I don’t believe any one has the authority to tell me when/why I shouldn’t take my medication. You might not agree with it, but it’s not your choice. It’s mine.

Medication has allowed me to feel (at the very least) a little bit like myself again.
I’m happy most days. I laugh. I smile. I tell rubbish jokes and I love doing my makeup and cooking and eating. I love watching documentaries and playing on my ds and reading books and discovering new things. 

Depression made me forget my love for these things.

I am no longer empty. I feel like a person; I have emotions – positive, happy ones – and at the height of my depression/anxiety I was a horrible mixture of sadness, emptiness, guilt and panic. Happiness was a distant memory, and I was unable to feel it.

You might not understand why I take medication to control my illnesses. You might not agree with it. You might even claim they’re just a placebo.

But if they help me, why question them?

You don’t necessarily know what goes on in my head, or what has happened in my life. It can be a dark, miserable place. And as long as medication keeps me feeling okay and allows me to live life, I’m going to take it.

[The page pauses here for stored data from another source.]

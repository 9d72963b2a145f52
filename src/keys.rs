//! Request keys, one per visual category.
//!
//! Every key is a small `Copy` value holding identifiers only. The
//! category each key belongs to is registered in the store.

use serde::{Deserialize, Serialize};

/// Identifier of a tileset, cityset, armyset or shieldset.
pub type SetId = u32;

/// Identifier of a player. Colours come from the theme provider.
pub type PlayerId = u32;

/// Number of distinct medal kinds an army can carry.
pub const MEDAL_KINDS: usize = 3;

/// Largest stack size a flag picture exists for.
pub const MAX_STACK_SIZE: u8 = 8;

/// Size variant of a player shield.
#[derive(Debug, Clone, Copy, PartialEq, Eq, PartialOrd, Ord, Hash, Serialize, Deserialize)]
#[serde(rename_all = "snake_case")]
pub enum ShieldSize {
	Small,
	Medium,
	Large,
}

/// An army sprite in its owner's colours.
#[derive(Debug, Clone, Copy, PartialEq, Eq, PartialOrd, Ord, Hash)]
pub struct ArmyPic {
	pub armyset: SetId,
	pub army_type: u32,
	pub player: PlayerId,
	/// Medals earned, indexed by medal kind.
	pub medals: [bool; MEDAL_KINDS],
	/// Desaturated, for armies that have already moved.
	pub greyed: bool,
}

impl ArmyPic {
	/// A plain army picture: no medals, not greyed.
	pub fn new(armyset: SetId, army_type: u32, player: PlayerId) -> Self {
		Self {
			armyset,
			army_type,
			player,
			medals: [false; MEDAL_KINDS],
			greyed: false,
		}
	}
}

/// An army sprite drawn in front of a bevelled disc.
#[derive(Debug, Clone, Copy, PartialEq, Eq, PartialOrd, Ord, Hash)]
pub struct CircledArmyPic {
	pub army: ArmyPic,
	/// Player whose colour the disc takes; `None` for the neutral disc.
	pub circle: Option<PlayerId>,
}

#[derive(Debug, Clone, Copy, PartialEq, Eq, PartialOrd, Ord, Hash)]
pub struct CityPic {
	pub cityset: SetId,
	pub player: PlayerId,
	pub razed: bool,
}

#[derive(Debug, Clone, Copy, PartialEq, Eq, PartialOrd, Ord, Hash)]
pub struct TowerPic {
	pub cityset: SetId,
	pub player: PlayerId,
}

#[derive(Debug, Clone, Copy, PartialEq, Eq, PartialOrd, Ord, Hash)]
pub struct ShipPic {
	pub armyset: SetId,
	pub player: PlayerId,
}

#[derive(Debug, Clone, Copy, PartialEq, Eq, PartialOrd, Ord, Hash)]
pub struct PlantedStandardPic {
	pub armyset: SetId,
	pub player: PlayerId,
}

#[derive(Debug, Clone, Copy, PartialEq, Eq, PartialOrd, Ord, Hash)]
pub struct TemplePic {
	pub cityset: SetId,
	pub temple_type: u32,
}

#[derive(Debug, Clone, Copy, PartialEq, Eq, PartialOrd, Ord, Hash)]
pub struct RuinPic {
	pub cityset: SetId,
	pub ruin_type: u32,
}

/// Diplomatic state icon (peace, war, proposals).
#[derive(Debug, Clone, Copy, PartialEq, Eq, PartialOrd, Ord, Hash)]
pub struct DiplomacyPic {
	pub state: u32,
	pub large: bool,
}

#[derive(Debug, Clone, Copy, PartialEq, Eq, PartialOrd, Ord, Hash)]
pub struct PortPic {
	pub cityset: SetId,
}

#[derive(Debug, Clone, Copy, PartialEq, Eq, PartialOrd, Ord, Hash)]
pub struct SignpostPic {
	pub cityset: SetId,
}

/// Item bag dropped on the map.
#[derive(Debug, Clone, Copy, PartialEq, Eq, PartialOrd, Ord, Hash)]
pub struct BagPic {
	pub armyset: SetId,
}

#[derive(Debug, Clone, Copy, PartialEq, Eq, PartialOrd, Ord, Hash)]
pub struct ExplosionPic {
	pub tileset: SetId,
}

/// Hero level-up portrait in the player's colours.
#[derive(Debug, Clone, Copy, PartialEq, Eq, PartialOrd, Ord, Hash)]
pub struct NewLevelPic {
	pub player: PlayerId,
	pub female: bool,
}

#[derive(Debug, Clone, Copy, PartialEq, Eq, PartialOrd, Ord, Hash)]
pub struct MedalPic {
	pub kind: u32,
	pub large: bool,
}

#[derive(Debug, Clone, Copy, PartialEq, Eq, PartialOrd, Ord, Hash)]
pub struct CursorPic {
	pub cursor: u32,
}

/// Movement bonus icon (e.g. "moves well over hills").
#[derive(Debug, Clone, Copy, PartialEq, Eq, PartialOrd, Ord, Hash)]
pub struct MoveBonusPic {
	pub bonus: u32,
}

/// City production shield (home, away, destination, ...).
#[derive(Debug, Clone, Copy, PartialEq, Eq, PartialOrd, Ord, Hash)]
pub struct ProductionShieldPic {
	pub kind: u32,
	pub active: bool,
}

/// Procedurally drawn stand-in for a terrain style the tileset lacks.
#[derive(Debug, Clone, Copy, PartialEq, Eq, PartialOrd, Ord, Hash)]
pub struct DefaultTileStylePic {
	pub terrain: u32,
	pub tile_size: u32,
}

#[derive(Debug, Clone, Copy, PartialEq, Eq, PartialOrd, Ord, Hash)]
pub struct RoadPic {
	pub tileset: SetId,
	pub road_type: u32,
}

#[derive(Debug, Clone, Copy, PartialEq, Eq, PartialOrd, Ord, Hash)]
pub struct BridgePic {
	pub tileset: SetId,
	pub bridge_type: u32,
}

/// Fog overlay. `fog_type` 0 means no fog and is never requested.
#[derive(Debug, Clone, Copy, PartialEq, Eq, PartialOrd, Ord, Hash)]
pub struct FogPic {
	pub tileset: SetId,
	pub fog_type: u8,
}

/// Stack flag; `size` is the number of armies in the stack.
#[derive(Debug, Clone, Copy, PartialEq, Eq, PartialOrd, Ord, Hash)]
pub struct FlagPic {
	pub tileset: SetId,
	pub player: PlayerId,
	pub size: u8,
}

/// One animation frame of the active-stack selector.
#[derive(Debug, Clone, Copy, PartialEq, Eq, PartialOrd, Ord, Hash)]
pub struct SelectorPic {
	pub tileset: SetId,
	pub frame: u32,
	pub player: PlayerId,
	pub large: bool,
}

#[derive(Debug, Clone, Copy, PartialEq, Eq, PartialOrd, Ord, Hash)]
pub struct ShieldPic {
	pub shieldset: SetId,
	pub player: PlayerId,
	pub size: ShieldSize,
}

All I’m asking is that people be a little bit more considerate. Don’t judge what you don’t understand.

I know this has been a little heavy, but it’s been weighing on my mind.

Have a great day wherever you are; chirpier posts will be up soon, I’m sure!
Heather x

Categories
Anxiety Depression Mental Illness

Meds and TW: Intrusive thoughts

It is my aim to be as frank as possible on here. I think being honest is incredibly important; not only for me, but for anyone who reads this.

When I talk about dealing with mental illness and disability I do it for two main reasons: firstly, this is a place for me to express my feelings. It is almost cathartic being completely honest, because it helps me to deal with things. I used to be someone who bottled things up for days at a time, only ever expressing emotion when things got to much and I broke down in tears/lashed out in fits of anger. This wasn’t healthy and I’m trying to change that. It just so happens that this is a great way to be upfront and honest. Secondly, being honest is the right thing to do. I don’t want to lie about my experiences. On the whole, things are good right now, but when things aren’t I don’t want to sit here and pretend they are. it’s doing myself a disservice.

This post might be a little surprising/ridiculous and you don’t have to read it if it isn’t your cup of tea. You can hang on and wait until I post something else; that’s the beauty of blogging. But today I am going to be totally upfront because it is important for me.

If you have been reading you’ll know I’m currently on medication to control the symptoms of my anxiety and depression. Without this medication, I cannot function. At my worst, I couldn’t leave my room without panicking, nevermind leave the house. So yes, they have been fantastic at minimising these panics. I also cry far less than I used to: if I remember rightly it was at the end of my second year when all my assignments were due in that things got Bad. I remember having to write an essay on Chaucer’s Wife of Bath Prologue whilst taking breaks out to cry.

Seriously. It got that bad.

Fluoxetine has been one of the wisest choices I’ve ever made; I can go out, I can go shopping, I don’t always feel terrified; although of course I have bad days. But fluoxetine has been brewing some nasty little intrusive thoughts. And – annoyingly- this is the only problem I have with it.

It doesn’t seem like much, but these thoughts have been disturbing to say the least. I’ve never acted on them (if i did it’d be an absolute disaster) but it doesn’t make them any less terrifying. They’re usually triggered by seeing sharp objects; knives in particular. And i get this little thought in my head that goes ‘hey, I wonder what would happen if you just stabbed yourself with that? you know. just a little bit. You should, you really should. Just try it!’  

wow. okay.

So of course these had to stop. At first I was worried about mentioning the thoughts in case they became so concerned they decided to do something drastic (I know, I don’t know, don’t ask) but I did, and turns out they’re just changing my medication, so that’s easy enough. So long fluoxetine, you’ve served me well (sort of).

Sertraline; I hope you’ll be good to me.

I hope you’re having a good Thursday.